A Google spokesman said the company had signed a 20-year power purchase agreement with wind project developer NextEra Energy Resources. Google Energy will buy the bulk of the energy produced from the Story II Wind Energy Center in Iowa’s Story and Hardin counties.

“Buying wind energy is part of Google’s efforts to reduce its carbon footprint and operate as a carbon-neutral company,” said Google Senior Vice President of Operations Urs Hoelzle, in an internet blog post. The deal is significant in that it is the first done by Google Energy, a subsidiary created in December 2009. When news of Google Energy came out, there was much speculation as to why the company, which is active in renewable energy and efficiency, would want to operate a wholly-owned subsidiary.

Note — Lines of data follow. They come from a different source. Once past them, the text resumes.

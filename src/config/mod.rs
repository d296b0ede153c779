//! Configuration management for the tiered cache engine.
//!
//! Provides hierarchical configuration loading and validation with:
//! - Default values as code base
//! - Configuration file support (`CONFIG_PATH`)
//! - Environment variable overrides (`TIER__` prefix)
//! - Component-wise validation
mod cache;
mod channel;
mod monitoring;
mod runtime;
mod store;
mod sweep;
pub use cache::*;
pub use channel::*;
pub use monitoring::*;
pub use runtime::*;
pub use store::*;
pub use sweep::*;
#[cfg(test)]
mod config_test;

use std::env;
use std::fmt::Debug;

use config::Config;
use config::Environment;
use config::File;
use serde::Deserialize;
use serde::Serialize;

use crate::Result;

const ENV_PREFIX: &str = "TIER";

/// Main configuration container for the memory hierarchy
///
/// Combines all subsystem configurations with hierarchical override support:
/// 1. Default values from code implementation
/// 2. Configuration file specified by `CONFIG_PATH`
/// 3. Environment variables (highest priority)
#[derive(Serialize, Deserialize, Clone)]
pub struct TierConfig {
    /// Volatile tier
    #[serde(default)]
    pub cache: CacheConfig,
    /// Durable slotted tier
    #[serde(default)]
    pub store: StoreConfig,
    /// Channels tracked through all tiers
    #[serde(default = "channel::default_channels")]
    pub channels: Vec<ChannelConfig>,
    /// Foreground/background loop cadence and logging
    #[serde(default)]
    pub runtime: RuntimeConfig,
    /// Metrics export
    #[serde(default)]
    pub monitoring: MonitoringConfig,
    /// TTL evaluation harness
    #[serde(default)]
    pub sweep: SweepConfig,
}

impl Default for TierConfig {
    fn default() -> Self {
        Self {
            cache: CacheConfig::default(),
            store: StoreConfig::default(),
            channels: channel::default_channels(),
            runtime: RuntimeConfig::default(),
            monitoring: MonitoringConfig::default(),
            sweep: SweepConfig::default(),
        }
    }
}

impl Debug for TierConfig {
    fn fmt(
        &self,
        f: &mut std::fmt::Formatter<'_>,
    ) -> std::fmt::Result {
        f.debug_struct("TierConfig")
            .field("cache", &self.cache)
            .field("store", &self.store)
            .field("channels", &self.channels.len())
            .finish()
    }
}

impl TierConfig {
    /// Loads configuration from hierarchical sources without validation.
    ///
    /// Configuration sources are merged in the following order (later sources override earlier):
    /// 1. Type defaults (lowest priority)
    /// 2. Configuration file from `CONFIG_PATH` environment variable (if set)
    /// 3. Environment variables with `TIER__` prefix (highest priority)
    ///
    /// # Note
    /// This method does NOT validate the configuration. Callers MUST call `validate()`
    /// after all overrides are applied.
    ///
    /// # Examples
    /// ```ignore
    /// std::env::set_var("TIER__CACHE__CAPACITY", "3");
    /// let cfg = TierConfig::new()?.validate()?;
    /// ```
    pub fn new() -> Result<Self> {
        let mut builder = Config::builder().add_source(Config::try_from(&Self::default())?);

        if let Ok(config_path) = env::var("CONFIG_PATH") {
            builder = builder.add_source(File::with_name(&config_path).required(true));
        }

        builder = builder.add_source(env_source());

        let config: Self = builder.build()?.try_deserialize()?;
        Ok(config)
    }

    /// Applies additional configuration overrides from file without validation.
    ///
    /// Merging order (later sources override earlier):
    /// 1. Current configuration values
    /// 2. New configuration file
    /// 3. Latest environment variables (highest priority)
    pub fn with_override_config(
        &self,
        path: &str,
    ) -> Result<Self> {
        let config: Self = Config::builder()
            .add_source(Config::try_from(self)?)
            .add_source(File::with_name(path))
            .add_source(env_source())
            .build()?
            .try_deserialize()?;
        Ok(config)
    }

    /// Validates configuration and returns validated instance.
    pub fn validate(self) -> Result<Self> {
        self.cache.validate()?;
        self.store.validate()?;
        channel::validate_channels(&self.channels, &self.store)?;
        self.runtime.validate()?;
        self.monitoring.validate()?;
        self.sweep.validate()?;
        Ok(self)
    }
}

fn env_source() -> Environment {
    Environment::with_prefix(ENV_PREFIX)
        .separator("__")
        .ignore_empty(true)
        .try_parsing(true)
}
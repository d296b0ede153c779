use std::sync::Arc;
use std::time::Duration;

use tokio::sync::watch;
use tokio::task::JoinHandle;
use tracing::{debug, info, trace};

use crate::async_task::spawn_task;
use crate::{ChannelId, HierarchyController, Result};

/// Background flow: refreshes every channel, sleeps, repeats.
pub struct RefreshLoop {
    controller: Arc<HierarchyController>,
    interval: Duration,
    shutdown_signal: watch::Receiver<()>,
}

impl RefreshLoop {
    pub fn new(
        controller: Arc<HierarchyController>,
        interval: Duration,
        shutdown_signal: watch::Receiver<()>,
    ) -> Self {
        Self {
            controller,
            interval,
            shutdown_signal,
        }
    }

    /// Runs until the shutdown signal fires.
    pub async fn run(mut self) -> Result<()> {
        info!("refresh loop started, every {:?}", self.interval);
        loop {
            let unavailable = self.sweep_once().await?;
            if !unavailable.is_empty() {
                debug!("refresh sweep: {} channel(s) unavailable", unavailable.len());
            }

            tokio::select! {
                _ = self.shutdown_signal.changed() => {
                    info!("refresh loop received shutdown signal");
                    return Ok(());
                }
                _ = tokio::time::sleep(self.interval) => {}
            }
        }
    }

    /// One pass over every channel. Returns the channels that were unavailable.
    pub async fn sweep_once(&self) -> Result<Vec<ChannelId>> {
        let controller = self.controller.clone();
        let unavailable = tokio::task::spawn_blocking(move || controller.refresh_all()).await?;
        trace!("refresh sweep done");
        Ok(unavailable)
    }

    /// Spawns the loop as a named task.
    pub fn spawn(self) -> JoinHandle<()> {
        spawn_task("refresh_loop", move || self.run())
    }
}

Typically, companies seeking to buy clean energy need to invest in on-site renewable energy, such as a solar array, or to buy renewable energy certificates, both of which Google has done. Renewable energy certificates (REC) are assets that represent the environmental attributes of energy. They can be bought and sold by third parties. By buying directly from the wind farm, rather than RECs, Google thinks it is providing more benefit to clean-energy developers, which need long-term financing, said Hoelzle.

“By contracting to purchase so much energy for so long, we’re giving the developer of the wind farm financial certainty to build additional clean energy projects. The inability of renewable energy developers to obtain financing has been a significant inhibitor to the expansion of renewable energy,” he said in the blog.